Restate the listing in full, keeping every word as it is.

The records:
================

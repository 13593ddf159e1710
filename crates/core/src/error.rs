//! Error types for the surface fire spread core.
//!
//! Every failure here is a deterministic function of the inputs: either a
//! precondition was violated (something was never set, or a size class is
//! missing from the fuel complex) or a numeric argument is outside the
//! domain of the model equations. Degenerate but structurally valid fuel
//! definitions (for example a category whose total loading is zero) are not
//! errors; they propagate through the arithmetic as non-finite values and
//! callers are expected to validate fuel definitions up front.

use crate::core_types::{Category, SizeClass};
use thiserror::Error;

/// Result type for fire model operations.
pub type FireResult<T> = Result<T, FireModelError>;

/// Errors raised by the fuel aggregation engine and the spread models.
#[derive(Error, Debug, Clone, Copy, PartialEq, Eq)]
pub enum FireModelError {
    /// Surface-area-to-volume ratio must be strictly positive.
    #[error("surface-area-to-volume ratio must be positive (ft^-1)")]
    InvalidSigma,

    /// Ovendry loading must be non-negative.
    #[error("ovendry loading must be non-negative (lb/ft^2)")]
    InvalidLoading,

    /// Moisture fractions must be non-negative; extinction moisture positive.
    #[error("moisture fraction out of range for {what}")]
    InvalidMoisture { what: &'static str },

    /// Mineral content fractions must be non-negative.
    #[error("mineral content fraction must be non-negative")]
    InvalidMineralContent,

    /// Fuel bed depth must be strictly positive.
    #[error("fuel bed depth must be positive (ft)")]
    InvalidDepth,

    /// Midflame wind speed must be non-negative.
    #[error("midflame wind speed must be non-negative (ft/min)")]
    InvalidWindSpeed,

    /// A particle field was read before it was set.
    #[error("fuel particle is not ready: {what} has not been set")]
    ParticleNotReady { what: &'static str },

    /// A particle built for one weighting method was added to a complex
    /// using the other.
    #[error("weighting method mismatch: complex uses {expected}, particle uses {found}")]
    MethodMismatch {
        expected: &'static str,
        found: &'static str,
    },

    /// The requested (category, size class) pair is not in the complex.
    #[error("no {category} {size_class} fuel in this complex")]
    MissingSizeClass {
        category: Category,
        size_class: SizeClass,
    },

    /// A particle in the complex has no fuel moisture yet.
    #[error("fuel moisture has not been set for the {category} {size_class} fuel")]
    MoistureNotSet {
        category: Category,
        size_class: SizeClass,
    },

    /// No extinction moisture is available for a category that needs one.
    #[error("no extinction moisture set for {category} fuels")]
    MissingExtinctionMoisture { category: Category },

    /// The fuel model has no live fuels but live moistures were supplied.
    #[error("this fuel model has no live fuels")]
    NoLiveFuel,

    /// The complex holds no fuel particles at all.
    #[error("the fuel complex holds no particles")]
    EmptyComplex,

    /// Aggregates were read before `compute()` was called.
    #[error("aggregates are stale or missing; call compute() first")]
    NotComputed,

    /// Fuel bed depth was never provided.
    #[error("fuel bed depth has not been set")]
    DepthNotSet,

    /// Wind was never provided to the spread model.
    #[error("midflame wind speed has not been set")]
    WindNotSet,

    /// Slope was never provided to the spread model.
    #[error("slope has not been set")]
    SlopeNotSet,
}

#[cfg(test)]
mod tests {
    use super::*;

    #[test]
    fn error_display_names_the_condition() {
        let err = FireModelError::MissingSizeClass {
            category: Category::Dead,
            size_class: SizeClass::TenHour,
        };
        assert!(err.to_string().contains("dead"));
        assert!(err.to_string().contains("10-hr"));

        let err = FireModelError::ParticleNotReady {
            what: "fuel moisture",
        };
        assert!(err.to_string().contains("fuel moisture"));
    }
}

================

Exercise result:
repository 13593ddf159e1710
filename crates/core/src/error.rs
//! Error types for the surface fire spread core.
//!
//! Every failure here is a deterministic function of the inputs: either a
//! precondition was violated (something was never set, or a size class is
//! missing from the fuel complex) or a numeric argument is outside the
//! domain of the model equations. Degenerate but structurally valid fuel
//! definitions (for example a category whose total loading is zero) are not
//! errors; they propagate through the arithmetic as non-finite values and
//! callers are expected to validate fuel definitions up front.

use crate::core_types::{Category, SizeClass};
use thiserror::Error;

/// Result type for fire model operations.
pub type FireResult<T> = Result<T, FireModelError>;

/// Errors raised by the fuel aggregation engine and the spread models.
#[derive(Error, Debug, Clone, Copy, PartialEq, Eq)]
pub enum FireModelError {
    /// Surface-area-to-volume ratio must be strictly positive.
    #[error("surface-area-to-volume ratio must be positive (ft^-1)")]
    InvalidSigma,

    /// Ovendry loading must be non-negative.
    #[error("ovendry loading must be non-negative (lb/ft^2)")]
    InvalidLoading,

    /// Moisture fractions must be non-negative; extinction moisture positive.
    #[error("moisture fraction out of range for {what}")]
    InvalidMoisture { what: &'static str },

    /// Mineral content fractions must be non-negative.
    #[error("mineral content fraction must be non-negative")]
    InvalidMineralContent,

    /// Fuel bed depth must be strictly positive.
    #[error("fuel bed depth must be positive (ft)")]
    InvalidDepth,

    /// Midflame wind speed must be non-negative.
    #[error("midflame wind speed must be non-negative (ft/min)")]
    InvalidWindSpeed,

    /// A particle field was read before it was set.
    #[error("fuel particle is not ready: {what} has not been set")]
    ParticleNotReady { what: &'static str },

    /// A particle built for one weighting method was added to a complex
    /// using the other.
    #[error("weighting method mismatch: complex uses {expected}, particle uses {found}")]
    MethodMismatch {
        expected: &'static str,
        found: &'static str,
    },

    /// The requested (category, size class) pair is not in the complex.
    #[error("no {category} {size_class} fuel in this complex")]
    MissingSizeClass {
        category: Category,
        size_class: SizeClass,
    },

    /// A particle in the complex has no fuel moisture yet.
    #[error("fuel moisture has not been set for the {category} {size_class} fuel")]
    MoistureNotSet {
        category: Category,
        size_class: SizeClass,
    },

    /// No extinction moisture is available for a category that needs one.
    #[error("no extinction moisture set for {category} fuels")]
    MissingExtinctionMoisture { category: Category },

    /// The fuel model has no live fuels but live moistures were supplied.
    #[error("this fuel model has no live fuels")]
    NoLiveFuel,

    /// The complex holds no fuel particles at all.
    #[error("the fuel complex holds no particles")]
    EmptyComplex,

    /// Aggregates were read before `compute()` was called.
    #[error("aggregates are stale or missing; call compute() first")]
    NotComputed,

    /// Fuel bed depth was never provided.
    #[error("fuel bed depth has not been set")]
    DepthNotSet,

    /// Wind was never provided to the spread model.
    #[error("midflame wind speed has not been set")]
    WindNotSet,

    /// Slope was never provided to the spread model.
    #[error("slope has not been set")]
    SlopeNotSet,
}

#[cfg(test)]
mod tests {
    use super::*;

    #[test]
    fn error_display_names_the_condition() {
        let err = FireModelError::MissingSizeClass {
            category: Category::Dead,
            size_class: SizeClass::TenHour,
        };
        assert!(err.to_string().contains("dead"));
        assert!(err.to_string().contains("10-hr"));

        let err = FireModelError::ParticleNotReady {
            what: "fuel moisture",
        };
        assert!(err.to_string().contains("fuel moisture"));
    }
}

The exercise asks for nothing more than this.